__Data provided__:

>>>>

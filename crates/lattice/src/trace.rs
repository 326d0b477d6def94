//! Loop tracing over the cut subgraph.
//!
//! When a traveller arrives at a vertex that already has cuts crossing its
//! path, the edge it just finished may close a loop. [`Grid::trace_loop`] walks
//! backwards from that edge through cut edges only, looking for a connected
//! path that returns to the arrival vertex. The path, start edge first, is the
//! loop's [`CutLine`].
//!
//! # Traversal
//!
//! The walk is a depth-first search on an explicit stack, so its depth does
//! not depend on the size of the cut network. Each edge is visited at most
//! once. At every vertex the incident cut edges are explored in the fixed
//! priority order above, below, prev, next, which makes the discovered loop
//! deterministic for a given cut state.

use std::collections::{BTreeSet, HashMap};

use tracing::debug;

use crate::topology::{Direction, EdgeId, Grid, Side, VertexId};
use crate::Rect;

/// An ordered chain of cut edges forming one discovered loop.
///
/// Built by [`Grid::trace_loop`], consumed once by [`Grid::capture`].
#[derive(Debug, Clone, Default, PartialEq, Eq)]
pub struct CutLine {
    edges: Vec<EdgeId>,
    members: BTreeSet<EdgeId>,
}

impl CutLine {
    /// Creates an empty cut line.
    #[must_use]
    pub fn new() -> Self {
        Self::default()
    }

    /// Creates a cut line from edges in order, skipping repeats.
    #[must_use]
    pub fn from_edges(edges: impl IntoIterator<Item = EdgeId>) -> Self {
        let mut line = Self::new();
        for edge in edges {
            line.push(edge);
        }
        line
    }

    /// Appends an edge. Returns `false` if it was already part of the line.
    pub fn push(&mut self, edge: EdgeId) -> bool {
        if self.members.insert(edge) {
            self.edges.push(edge);
            true
        } else {
            false
        }
    }

    /// Edges in traversal order.
    #[must_use]
    pub fn edges(&self) -> &[EdgeId] {
        &self.edges
    }

    /// Whether `edge` belongs to the line.
    #[must_use]
    pub fn contains(&self, edge: EdgeId) -> bool {
        self.members.contains(&edge)
    }

    /// Number of edges.
    #[must_use]
    pub fn len(&self) -> usize {
        self.edges.len()
    }

    /// True if the line has no edges.
    #[must_use]
    pub fn is_empty(&self) -> bool {
        self.edges.is_empty()
    }

    /// Every endpoint of every edge in the line.
    #[must_use]
    pub fn vertices(&self, grid: &Grid) -> BTreeSet<VertexId> {
        self.edges
            .iter()
            .flat_map(|edge| {
                let e = grid.edge(*edge);
                [e.from(), e.to()]
            })
            .collect()
    }

    /// Lattice bounding box as `(h_min, v_min, h_max, v_max)` vertex coordinates.
    #[must_use]
    pub fn lattice_bounds(&self, grid: &Grid) -> Option<(u32, u32, u32, u32)> {
        self.vertices(grid)
            .into_iter()
            .map(|vertex| grid.vertex(vertex).lattice())
            .fold(None, |bounds, (h, v)| match bounds {
                None => Some((h, v, h, v)),
                Some((h0, v0, h1, v1)) => Some((h0.min(h), v0.min(v), h1.max(h), v1.max(v))),
            })
    }

    /// Pixel bounding box of the line.
    #[must_use]
    pub fn bounds(&self, grid: &Grid) -> Option<Rect> {
        let (h0, v0, h1, v1) = self.lattice_bounds(grid)?;
        let min = grid.vertex(grid.vertex_at(h0, v0)?).position();
        let max = grid.vertex(grid.vertex_at(h1, v1)?).position();
        Some(Rect::from_corners(min, max))
    }

    /// Clears the cut flag on every edge of the line.
    pub fn uncut(&self, grid: &mut Grid) {
        for edge in &self.edges {
            grid.set_cut(*edge, false);
        }
    }
}

impl Grid {
    /// Recovers the loop closed by travelling `start` in `direction`.
    ///
    /// The destination is the vertex the traveller arrives at. The search
    /// begins at the other end of `start` and follows cut edges until it
    /// reaches an edge whose far end is the destination. The returned line
    /// starts with `start` and lists the connecting path in order.
    ///
    /// Returns `None` when no cut path leads back to the destination. That is
    /// a normal outcome (the trail touched a dead-end cut) and means nothing is
    /// captured.
    #[must_use]
    pub fn trace_loop(&self, start: EdgeId, direction: Direction) -> Option<CutLine> {
        let edge = self.edge(start);
        let destination = edge.exit_vertex(direction);
        let origin = edge.entry_vertex(direction);
        debug!(%start, ?direction, %destination, "tracing loop");

        // Visited edges mapped to the edge they were reached from.
        let mut reached_from: HashMap<EdgeId, Option<EdgeId>> = HashMap::new();
        let mut stack: Vec<(EdgeId, VertexId, Option<EdgeId>)> = vec![(start, origin, None)];

        while let Some((edge, far, parent)) = stack.pop() {
            if reached_from.contains_key(&edge) {
                continue;
            }
            reached_from.insert(edge, parent);

            if far == destination {
                let line = Self::unwind(&reached_from, edge);
                debug!(%start, edges = line.len(), "loop traced");
                return Some(line);
            }

            // Pushed in reverse so the highest-priority side is popped first.
            let vertex = self.vertex(far);
            for side in Side::ALL.iter().rev() {
                if let Some(next) = vertex.edge(*side) {
                    if self.is_cut(next) && !reached_from.contains_key(&next) {
                        stack.push((next, self.edge(next).other_end(far), Some(edge)));
                    }
                }
            }
        }

        debug!(%start, %destination, visited = reached_from.len(), "no cut path closes the loop");
        None
    }

    fn unwind(reached_from: &HashMap<EdgeId, Option<EdgeId>>, last: EdgeId) -> CutLine {
        let mut path = vec![last];
        let mut cursor = reached_from.get(&last).copied().flatten();
        while let Some(edge) = cursor {
            path.push(edge);
            cursor = reached_from.get(&edge).copied().flatten();
        }
        path.reverse();
        CutLine::from_edges(path)
    }
}

#[cfg(test)]
mod tests {
    use super::*;

    /// Cuts the four edges around cell `(h, v)` and returns them as
    /// (top, right, bottom, left).
    fn cut_square(grid: &mut Grid, h: u32, v: u32) -> [EdgeId; 4] {
        let edges = [
            grid.horizontal_edge(h, v).unwrap(),
            grid.vertical_edge(h + 1, v).unwrap(),
            grid.horizontal_edge(h, v + 1).unwrap(),
            grid.vertical_edge(h, v).unwrap(),
        ];
        for edge in edges {
            grid.set_cut(edge, true);
        }
        edges
    }

    mod cut_line_tests {
        use super::*;

        #[test]
        fn push_skips_repeats() {
            let mut line = CutLine::new();
            assert!(line.push(EdgeId::new(3)));
            assert!(line.push(EdgeId::new(1)));
            assert!(!line.push(EdgeId::new(3)));
            assert_eq!(line.edges(), &[EdgeId::new(3), EdgeId::new(1)]);
            assert!(line.contains(EdgeId::new(1)));
        }

        #[test]
        fn bounds_cover_all_vertices() {
            let mut grid = Grid::build(5, 5, 10, 8).unwrap();
            let square = cut_square(&mut grid, 1, 2);
            let line = CutLine::from_edges(square);
            assert_eq!(line.lattice_bounds(&grid), Some((1, 2, 2, 3)));
            assert_eq!(line.bounds(&grid), Some(Rect::new(10, 16, 10, 8)));
            assert_eq!(line.vertices(&grid).len(), 4);
        }

        #[test]
        fn empty_line_has_no_bounds() {
            let grid = Grid::build(2, 2, 10, 10).unwrap();
            assert!(CutLine::new().bounds(&grid).is_none());
        }

        #[test]
        fn uncut_clears_only_line_edges() {
            let mut grid = Grid::build(3, 3, 10, 10).unwrap();
            let square = cut_square(&mut grid, 0, 0);
            let other = grid.horizontal_edge(2, 3).unwrap();
            grid.set_cut(other, true);

            CutLine::from_edges(square).uncut(&mut grid);
            assert_eq!(grid.cut_edges().collect::<Vec<_>>(), vec![other]);
        }
    }

    mod trace_tests {
        use super::*;

        #[test]
        fn traces_single_cell_square() {
            let mut grid = Grid::build(3, 3, 10, 10).unwrap();
            let [top, right, bottom, left] = cut_square(&mut grid, 1, 1);

            // Arriving at (1, 1) travelling up the left edge.
            let line = grid.trace_loop(left, Direction::Backward).unwrap();
            assert_eq!(line.edges(), &[left, bottom, right, top]);
        }

        #[test]
        fn start_edge_comes_first_in_either_direction() {
            let mut grid = Grid::build(3, 3, 10, 10).unwrap();
            let [top, _, _, _] = cut_square(&mut grid, 0, 0);

            // Arriving at (1, 0) travelling right along the top edge.
            let line = grid.trace_loop(top, Direction::Forward).unwrap();
            assert_eq!(line.edges()[0], top);
            assert_eq!(line.len(), 4);
        }

        #[test]
        fn dead_end_branches_are_not_part_of_the_loop() {
            let mut grid = Grid::build(3, 3, 10, 10).unwrap();
            let [_, _, _, left] = cut_square(&mut grid, 1, 1);
            // Spur hanging below (1, 2), explored before the loop continues.
            let spur = grid.vertical_edge(1, 2).unwrap();
            grid.set_cut(spur, true);

            let line = grid.trace_loop(left, Direction::Backward).unwrap();
            assert_eq!(line.len(), 4);
            assert!(!line.contains(spur));
        }

        #[test]
        fn open_trail_finds_no_loop() {
            let mut grid = Grid::build(4, 4, 10, 10).unwrap();
            // An L-shaped trail: right along row 1, then down column 3.
            let edges = [
                grid.horizontal_edge(0, 1).unwrap(),
                grid.horizontal_edge(1, 1).unwrap(),
                grid.horizontal_edge(2, 1).unwrap(),
                grid.vertical_edge(3, 1).unwrap(),
            ];
            for edge in edges {
                grid.set_cut(edge, true);
            }
            assert!(grid.trace_loop(edges[3], Direction::Forward).is_none());
        }

        #[test]
        fn junction_with_foreign_cut_but_no_cycle_is_tolerated() {
            let mut grid = Grid::build(4, 4, 10, 10).unwrap();
            // A vertical wall down column 2 and a trail that runs into it.
            for v in 0..4 {
                grid.set_cut(grid.vertical_edge(2, v).unwrap(), true);
            }
            let first = grid.horizontal_edge(0, 2).unwrap();
            let second = grid.horizontal_edge(1, 2).unwrap();
            grid.set_cut(first, true);
            grid.set_cut(second, true);

            assert!(grid.trace_loop(second, Direction::Forward).is_none());
        }

        #[test]
        fn loop_against_another_trail_is_found() {
            let mut grid = Grid::build(4, 4, 10, 10).unwrap();
            // Someone else's wall down column 2.
            for v in 0..4 {
                grid.set_cut(grid.vertical_edge(2, v).unwrap(), true);
            }
            // Our trail leaves the wall at (2, 1), goes left, down, and back right.
            let path = [
                grid.horizontal_edge(1, 1).unwrap(),
                grid.vertical_edge(1, 1).unwrap(),
                grid.horizontal_edge(1, 2).unwrap(),
            ];
            for edge in path {
                grid.set_cut(edge, true);
            }

            // Arriving at (2, 2) travelling right.
            let line = grid.trace_loop(path[2], Direction::Forward).unwrap();
            assert_eq!(line.len(), 4);
            assert!(line.contains(grid.vertical_edge(2, 1).unwrap()));
            assert_eq!(line.lattice_bounds(&grid), Some((1, 1, 2, 2)));
        }
    }
}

<<<<

__How to complete this task__: Reply with only the number of lines in the entries that contain the word "origin".

__Reply__: 2